One can approach prosody—the science of poetry—from many different angles. This book will approach it from the angle of repetition. In poetry, many things can be repeated, including stanzas, refrains, sounds, and stresses. The first thing that we will discuss is the repetition of stresses. The repetition of stresses is a feature of accentual-syllabic verse, the type of verse most often used in metered English poetry.

In discussing meter, we need to first discuss syllables. A syllable is a series of sounds that is pronounced as one unit. A word that contains only one syllable is called monosyllabic. A word that contains more than one syllable is called polysyllabic. For example, the word “side” contains one syllable (but can be broken into a series of three sounds). The word “inside” contains two syllables: “in” and “side.” The word “insider” contains three syllables: “in,” “sid,” and “er.”

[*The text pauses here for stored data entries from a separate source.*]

//! Domain events produced by the kernel.
//!
//! Events are tagged with an access mode so that downstream consumers never
//! receive a payload more exposed than the write that produced it. For a
//! retraction the tag is the retraction's own (more restrictive) mode: any
//! subject able to see the retraction could already see the retracted fact.

use async_trait::async_trait;
use chrono::{DateTime, Utc};
use parking_lot::Mutex;
use serde::{Deserialize, Serialize};
use uuid::Uuid;

use super::fact::{AccessMode, FactRecord};

/// A domain event emitted by kernel operations.
#[derive(Debug, Clone, Serialize, Deserialize)]
#[serde(tag = "event", rename_all = "snake_case")]
pub enum ServiceEvent {
    /// A fact was retracted.
    FactRetracted {
        /// The newly created retraction fact.
        retraction_fact: FactRecord,
        /// The fact that was retracted.
        retracted_fact: FactRecord,
        /// Organization the retraction was written for.
        organization_id: Uuid,
        /// Access mode of the event payload (the retraction's mode).
        access_mode: AccessMode,
        /// When the event was produced.
        occurred_at: DateTime<Utc>,
    },
}

impl ServiceEvent {
    /// Build a `FactRetracted` event stamped with the current time.
    pub fn fact_retracted(retraction_fact: FactRecord, retracted_fact: FactRecord) -> Self {
        let organization_id = retraction_fact.organization_id;
        let access_mode = retraction_fact.access_mode;
        Self::FactRetracted {
            retraction_fact,
            retracted_fact,
            organization_id,
            access_mode,
            occurred_at: Utc::now(),
        }
    }

    /// Access mode governing who may consume this event.
    pub fn access_mode(&self) -> AccessMode {
        match self {
            Self::FactRetracted { access_mode, .. } => *access_mode,
        }
    }
}

/// Sink for domain events.
///
/// Delivery is in-process and fire-and-forget from the kernel's point of
/// view; durable fan-out belongs to the adapter behind this trait.
#[async_trait]
pub trait EventSink: Send + Sync {
    /// Publish an event.
    async fn publish(&self, event: ServiceEvent);
}

/// Event sink that drops all events.
#[derive(Debug, Clone, Copy, Default)]
pub struct NoOpEventSink;

#[async_trait]
impl EventSink for NoOpEventSink {
    async fn publish(&self, _event: ServiceEvent) {}
}

/// Event sink that records events for test assertions.
#[derive(Debug, Default)]
pub struct RecordingEventSink {
    events: Mutex<Vec<ServiceEvent>>,
}

impl RecordingEventSink {
    /// Create an empty recording sink.
    pub fn new() -> Self {
        Self::default()
    }

    /// All events published so far.
    pub fn events(&self) -> Vec<ServiceEvent> {
        self.events.lock().clone()
    }

    /// Number of events published so far.
    pub fn len(&self) -> usize {
        self.events.lock().len()
    }

    /// Whether no events were published.
    pub fn is_empty(&self) -> bool {
        self.events.lock().is_empty()
    }
}

#[async_trait]
impl EventSink for RecordingEventSink {
    async fn publish(&self, event: ServiceEvent) {
        self.events.lock().push(event);
    }
}
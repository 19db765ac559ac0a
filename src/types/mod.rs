//! Core types for the fact graph kernel.

pub mod acl;
pub mod binding;
pub mod comment;
pub mod event;
pub mod fact;
pub mod object;
pub mod origin;
pub mod subject;

pub use acl::AclEntry;
pub use binding::MetaFactBinding;
pub use comment::FactComment;
pub use event::{EventSink, NoOpEventSink, RecordingEventSink, ServiceEvent};
pub use fact::{
    retraction_fact_type_id, AccessMode, FactId, FactRecord, RETRACTION_FACT_TYPE_NAME,
};
pub use object::{ObjectId, ObjectRecord};
pub use origin::{OriginRecord, OriginType, DEFAULT_USER_TRUST};
pub use subject::{Grant, Subject};
mod config;

use crate::config::Config;
use dotenv::dotenv;
use lcm1602_lcd::lcd::hd44780::driver::{HD44780Driver, I2cHD44780Driver};
use lcm1602_lcd::transport::hal::HalTransport;
use log::{debug, info};
use std::env::var;
use std::thread::sleep;
use std::time::Duration;
use sysinfo::System;
use time::OffsetDateTime;

const DEFAULT_BUS: u8 = 1;
// Most PCF8574T backpacks; PCF8574AT ones sit at 0x3F.
const DEFAULT_ADDRESS: u8 = 0x27;

fn parse_address(address_str: &str) -> eyre::Result<u8> {
    let address_str = address_str.trim();
    let address = match address_str.strip_prefix("0x").or_else(|| address_str.strip_prefix("0X")) {
        Some(hex) => u8::from_str_radix(hex, 16)?,
        None => address_str.parse()?,
    };
    if address > 0x7F {
        return Err(eyre::eyre!("I2C address {:#x} is not a 7-bit address", address));
    }
    Ok(address)
}

fn main() -> eyre::Result<()> {
    dotenv().ok();
    pretty_env_logger::init();

    const UNKNOWN_STR: &str = "???";

    info!(
        "Hello, {}!",
        System::name().as_deref().unwrap_or(UNKNOWN_STR)
    );
    info!(
        "Hostname {}",
        System::host_name().as_deref().unwrap_or(UNKNOWN_STR)
    );

    let bus: u8 = match var("LCM1602_I2C_BUS") {
        Ok(bus_str) => bus_str.trim().parse()?,
        Err(_) => DEFAULT_BUS,
    };
    let address = match var("LCM1602_I2C_ADDRESS") {
        Ok(address_str) => parse_address(&address_str)?,
        Err(_) => DEFAULT_ADDRESS,
    };

    info!("LCD @ /dev/i2c-{}, address {:#04x}", bus, address);

    debug!("Opening I2C bus...");
    let transport = HalTransport::open_i2cdev(bus, address)?;
    debug!("{:?} opened.", transport);

    debug!("Initializing LCD driver...");
    let mut lcd = I2cHD44780Driver::open(transport)?;
    debug!("{:?} initialized.", lcd);

    debug!("Trying to load config...");
    let config = if let Some(config) = Config::try_load()? {
        info!("Config loaded.");
        config
    } else {
        info!("Config not found. Using default");
        let config = Config::default();
        config.save()?;
        info!("Default config saved.");
        config
    };

    lcd.clear()?;
    for line in &config.lines {
        debug!("Writing {:?} at row {}, column {}", line.text, line.row, line.column);
        lcd.write_string(&line.text, line.row, line.column)?;
    }

    let Some(clock_row) = config.clock_row else {
        info!("Done.");
        return Ok(());
    };

    info!("Showing local time on row {}...", clock_row);
    loop {
        let now = OffsetDateTime::now_local()?;
        let time_str = format!("{:02}:{:02}:{:02}", now.hour(), now.minute(), now.second());
        lcd.write_string(&time_str, clock_row, 0)?;

        sleep(Duration::from_secs(1));
    }
}
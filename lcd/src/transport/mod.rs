//! I²C transports.
//!
//! The driver only ever needs one primitive: write raw bytes to the backpack's address.
//! Opening the bus and picking the address is left to the transport implementation.

pub mod hal;

use crate::LcdResult;
use std::fmt::Debug;

pub trait I2cTransport: Debug {
    /// Writes `bytes` to the device in a single I²C write transaction.
    fn write(&mut self, bytes: &[u8]) -> LcdResult<()>;
}

impl<T: I2cTransport + ?Sized> I2cTransport for &mut T {
    fn write(&mut self, bytes: &[u8]) -> LcdResult<()> {
        (**self).write(bytes)
    }
}

impl<T: I2cTransport + ?Sized> I2cTransport for Box<T> {
    fn write(&mut self, bytes: &[u8]) -> LcdResult<()> {
        (**self).write(bytes)
    }
}
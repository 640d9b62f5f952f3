//! Driver for HD44780-compatible character LCDs behind a PCF8574 I²C backpack (LCM1602, LCM2004
//! and similar modules).
//!
//! The display is write-only and blindly timed: every transaction is followed by a fixed delay
//! instead of polling the busy flag, as the backpack's RW line is never driven high. See
//! [lcd::hd44780::driver] for the driver itself.

pub mod clock;
pub mod lcd;
pub mod transport;

#[cfg(any(test, feature = "mock"))]
pub mod mock;

use thiserror::Error;

#[derive(Debug, Error, Eq, PartialEq, Clone)]
pub enum LcdError {
    #[error("invalid argument")]
    InvalidArgument,
    #[error("IO error: {0}")]
    Io(std::io::ErrorKind),
    #[error("bus error: {0}")]
    Bus(String),
}

impl From<std::io::Error> for LcdError {
    fn from(err: std::io::Error) -> Self {
        LcdError::Io(err.kind())
    }
}

pub type LcdResult<T> = Result<T, LcdError>;
use crate::LcdError;
use std::fmt::{Display, Formatter};
use thiserror::Error;

/// Steps of the power-on sequence, in the order they are reached.
///
/// There is no read-back, so a step is considered reached as soon as its writes went out.
#[derive(Debug, Copy, Clone, Eq, PartialEq)]
pub enum InitStep {
    /// Nothing sent yet; the controller may be in 8-bit or 4-bit mode, or mid-nibble.
    PoweredUnknown,
    /// The n-th (1-3) "8-bit mode" nibble has been strobed.
    Bit4ModeRequested(u8),
    /// 4-bit mode committed and function set (2 lines, 5x8 font) sent.
    FunctionSetApplied,
    /// Display switched on and cleared.
    DisplayOnCleared,
    /// Left-to-right entry mode set.
    EntryModeSet,
    Ready,
}

impl Display for InitStep {
    fn fmt(&self, f: &mut Formatter<'_>) -> std::fmt::Result {
        match self {
            InitStep::PoweredUnknown => write!(f, "powered, state unknown"),
            InitStep::Bit4ModeRequested(n) => write!(f, "4-bit mode requested ({}/3)", n),
            InitStep::FunctionSetApplied => write!(f, "function set applied"),
            InitStep::DisplayOnCleared => write!(f, "display on and cleared"),
            InitStep::EntryModeSet => write!(f, "entry mode set"),
            InitStep::Ready => write!(f, "ready"),
        }
    }
}

/// The display never became ready.
///
/// `step` is the last step fully sent before `source` occurred.
#[derive(Debug, Error, Eq, PartialEq, Clone)]
#[error("LCD initialization failed after step \"{step}\": {source}")]
pub struct InitError {
    pub step: InitStep,
    #[source]
    pub source: LcdError,
}
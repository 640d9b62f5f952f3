//! Adapters for [embedded_hal] 1.0 buses and delays.

use crate::clock::Clock;
use crate::transport::I2cTransport;
use crate::{LcdError, LcdResult};
use embedded_hal::delay::DelayNs;
use embedded_hal::i2c::{Error, I2c, SevenBitAddress};
#[cfg(target_os = "linux")]
use linux_embedded_hal::I2cdev;
use std::fmt::{Debug, Formatter};
use std::time::Duration;

/// [I2cTransport] over any [embedded_hal] I²C bus, addressing a single device.
pub struct HalTransport<I> {
    i2c: I,
    address: SevenBitAddress,
}

impl<I: I2c> HalTransport<I> {
    pub fn new(i2c: I, address: SevenBitAddress) -> Self {
        HalTransport { i2c, address }
    }

    /// Gives the underlying bus back.
    pub fn release(self) -> I {
        self.i2c
    }
}

#[cfg(target_os = "linux")]
impl HalTransport<I2cdev> {
    /// Opens the Linux `i2c-dev` node `/dev/i2c-{bus}` for the device at `address`.
    pub fn open_i2cdev(bus: u8, address: SevenBitAddress) -> LcdResult<Self> {
        if address > 0x7F {
            return Err(LcdError::InvalidArgument);
        }
        let i2c = I2cdev::new(format!("/dev/i2c-{}", bus))
            .map_err(|err| LcdError::Bus(format!("/dev/i2c-{}: {}", bus, err)))?;
        Ok(HalTransport::new(i2c, address))
    }
}

impl<I> Debug for HalTransport<I> {
    fn fmt(&self, f: &mut Formatter<'_>) -> std::fmt::Result {
        write!(f, "HalTransport({:#04x})", self.address)
    }
}

impl<I: I2c> I2cTransport for HalTransport<I> {
    fn write(&mut self, bytes: &[u8]) -> LcdResult<()> {
        self.i2c
            .write(self.address, bytes)
            .map_err(|err| LcdError::Bus(format!("{:?}", err.kind())))
    }
}

/// [Clock] over an [embedded_hal] delay provider.
pub struct HalDelay<D>(pub D);

impl<D> Debug for HalDelay<D> {
    fn fmt(&self, f: &mut Formatter<'_>) -> std::fmt::Result {
        write!(f, "HalDelay")
    }
}

impl<D: DelayNs> Clock for HalDelay<D> {
    fn sleep(&mut self, duration: Duration) {
        self.0.delay_us(duration.as_micros().try_into().unwrap_or(u32::MAX));
    }
}
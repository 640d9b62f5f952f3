//! HD44780 LCD module.
//!
//! Only the write half of the controller is supported: the I²C backpack keeps RW low, so there is
//! no busy flag to poll and every instruction is followed by a fixed delay instead.

pub mod driver;
use hypertext::prelude::*;

use crate::participants::{Participant, TSHIRT_SIZES, label_of};

pub struct ProfileCard<'a> {
    pub participant: &'a Participant,
}

impl<'a> Renderable for ProfileCard<'a> {
    fn render_to(
        &self,
        buffer: &mut hypertext::Buffer<hypertext::context::Node>,
    ) {
        let p = self.participant;
        let tshirt = label_of(TSHIRT_SIZES, &p.tshirt_size).unwrap_or(&p.tshirt_size);

        maud! {
            div class="card mb-4" {
                div class="card-body" {
                    h2 class="h5 card-title" { "Your registration" }
                    dl class="row mb-0" {
                        dt class="col-sm-4" { "Name" }
                        dd class="col-sm-8" { (p.full_name()) }
                        dt class="col-sm-4" { "Email" }
                        dd class="col-sm-8" { (p.email) }
                        dt class="col-sm-4" { "Major" }
                        dd class="col-sm-8" { (p.major_label()) ", year " (p.year) }
                        dt class="col-sm-4" { "Kaggle" }
                        dd class="col-sm-8" { (p.kaggle_username) }
                        dt class="col-sm-4" { "T-shirt" }
                        dd class="col-sm-8" { (tshirt) }
                    }
                }
            }
        }
        .render_to(buffer);
    }
}
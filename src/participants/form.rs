use hypertext::prelude::*;

use super::{Choices, HOW_HEARD, MAJORS, ProfileForm, TSHIRT_SIZES, YEARS};

/// The inputs of the registration form, pre-filled from `values`.
pub struct ProfileFields<'a> {
    values: &'a ProfileForm,
}

impl<'a> ProfileFields<'a> {
    pub fn new(values: &'a ProfileForm) -> Self {
        Self { values }
    }
}

struct TextField<'a> {
    id: &'static str,
    label: &'static str,
    kind: &'static str,
    value: &'a str,
    placeholder: &'static str,
    help: Option<&'static str>,
    required: bool,
}

impl<'a> TextField<'a> {
    fn text(
        id: &'static str,
        label: &'static str,
        value: &'a str,
        placeholder: &'static str,
    ) -> Self {
        Self {
            id,
            label,
            kind: "text",
            value,
            placeholder,
            help: None,
            required: true,
        }
    }
}

impl<'a> Renderable for TextField<'a> {
    fn render_to(
        &self,
        buffer: &mut hypertext::Buffer<hypertext::context::Node>,
    ) {
        maud! {
            div class="mb-3" {
                label for=(self.id) class="form-label" {
                    (self.label)
                    @if self.required { " *" }
                }
                @if self.required {
                    input type=(self.kind) class="form-control" id=(self.id)
                        name=(self.id) value=(self.value)
                        placeholder=(self.placeholder) required;
                } @else {
                    input type=(self.kind) class="form-control" id=(self.id)
                        name=(self.id) value=(self.value)
                        placeholder=(self.placeholder);
                }
                @if let Some(help) = self.help {
                    div class="form-text" { (help) }
                }
            }
        }
        .render_to(buffer);
    }
}

struct SelectField<'a> {
    id: &'static str,
    label: &'static str,
    choices: Choices,
    selected: &'a str,
}

impl<'a> Renderable for SelectField<'a> {
    fn render_to(
        &self,
        buffer: &mut hypertext::Buffer<hypertext::context::Node>,
    ) {
        maud! {
            div class="mb-3" {
                label for=(self.id) class="form-label" { (self.label) " *" }
                select name=(self.id) id=(self.id) class="form-select" required {
                    option value="" { "Select…" }
                    @for (value, label) in self.choices {
                        @if *value == self.selected {
                            option value=(*value) selected { (*label) }
                        } @else {
                            option value=(*value) { (*label) }
                        }
                    }
                }
            }
        }
        .render_to(buffer);
    }
}

impl<'a> Renderable for ProfileFields<'a> {
    fn render_to(
        &self,
        buffer: &mut hypertext::Buffer<hypertext::context::Node>,
    ) {
        let v = self.values;
        let text = TextField::text;

        maud! {
            div class="row" {
                div class="col-md-6" {
                    (text("first_name", "First Name", &v.first_name, "John"))
                }
                div class="col-md-6" {
                    (text("last_name", "Last Name", &v.last_name, "Doe"))
                }
            }
            (TextField {
                kind: "email",
                help: Some("Preferred: your university email"),
                ..text("email", "Email", &v.email, "data8@sfu.ca")
            })
            (TextField {
                help: Some("9-digit number listed on your student ID"),
                ..text("student_number", "Student Number", &v.student_number, "300913643")
            })
            (SelectField { id: "major", label: "Major", choices: MAJORS, selected: &v.major })
            (SelectField { id: "year", label: "What year are you in?", choices: YEARS, selected: &v.year })
            div class="mb-3" {
                label class="form-label" { "How did you hear about this event? *" }
                @for option in HOW_HEARD {
                    @let id = format!("how_heard_{}", option.replace(' ', "_"));
                    div class="form-check" {
                        @if v.how_heard.iter().any(|h| h == option) {
                            input class="form-check-input" type="checkbox"
                                name="how_heard" value=(*option) id=(&id) checked;
                        } @else {
                            input class="form-check-input" type="checkbox"
                                name="how_heard" value=(*option) id=(&id);
                        }
                        label class="form-check-label" for=(&id) { (*option) }
                    }
                }
            }
            (TextField {
                help: Some("Create a free account at kaggle.com if you haven't already."),
                ..text("kaggle_username", "Kaggle Username", &v.kaggle_username, "your_kaggle_username")
            })
            div class="mb-3" {
                label for="dietary_restrictions" class="form-label" {
                    "Do you have any dietary restrictions? *"
                }
                textarea class="form-control" id="dietary_restrictions"
                    name="dietary_restrictions" rows="3" required
                    placeholder="e.g., Vegetarian, Vegan, Gluten-free, Nut allergy, None" {
                    (v.dietary_restrictions)
                }
            }
            (SelectField { id: "tshirt_size", label: "T-shirt Size", choices: TSHIRT_SIZES, selected: &v.tshirt_size })
            (TextField {
                required: false,
                ..text("discord_username", "Discord Username", &v.discord_username, "")
            })
        }
        .render_to(buffer);
    }
}
use hypertext::prelude::*;

pub struct ErrorAlert<S> {
    pub msg: S,
}

impl<S: ToString> Renderable for ErrorAlert<S> {
    fn render_to(
        &self,
        buffer: &mut hypertext::Buffer<hypertext::context::Node>,
    ) {
        maud!({
            div class="alert alert-danger" role="alert" {
                (self.msg.to_string())
            }
        })
        .render_to(buffer);
    }
}

/// A neutral notice, e.g. that registration has closed.
pub struct InfoAlert<S> {
    pub msg: S,
}

impl<S: ToString> Renderable for InfoAlert<S> {
    fn render_to(
        &self,
        buffer: &mut hypertext::Buffer<hypertext::context::Node>,
    ) {
        maud!({
            div class="alert alert-info" role="status" {
                (self.msg.to_string())
            }
        })
        .render_to(buffer);
    }
}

A syllable can be broken down into smaller parts, called phonemes. Phonemes are sounds that are represented by one or more letters or symbols. In the word “insider” we can identify six phonemes, which we can represent according to arbitrary symbols. For example, we might use the letter “S” to represent the “s” sound in “insider.” Since there are two different sounds made by the letter “i” in the word, we must use different symbols for each sound. We can use the letters “IH” for the first “i” sound (in the syllable “in”), and we can use the letters “II” to represent the second “i” sound (in the syllable “sid”). In this way, we can write the whole word as a series of phonemes (separated by hyphens): “IH-N-S-II-D-ER.”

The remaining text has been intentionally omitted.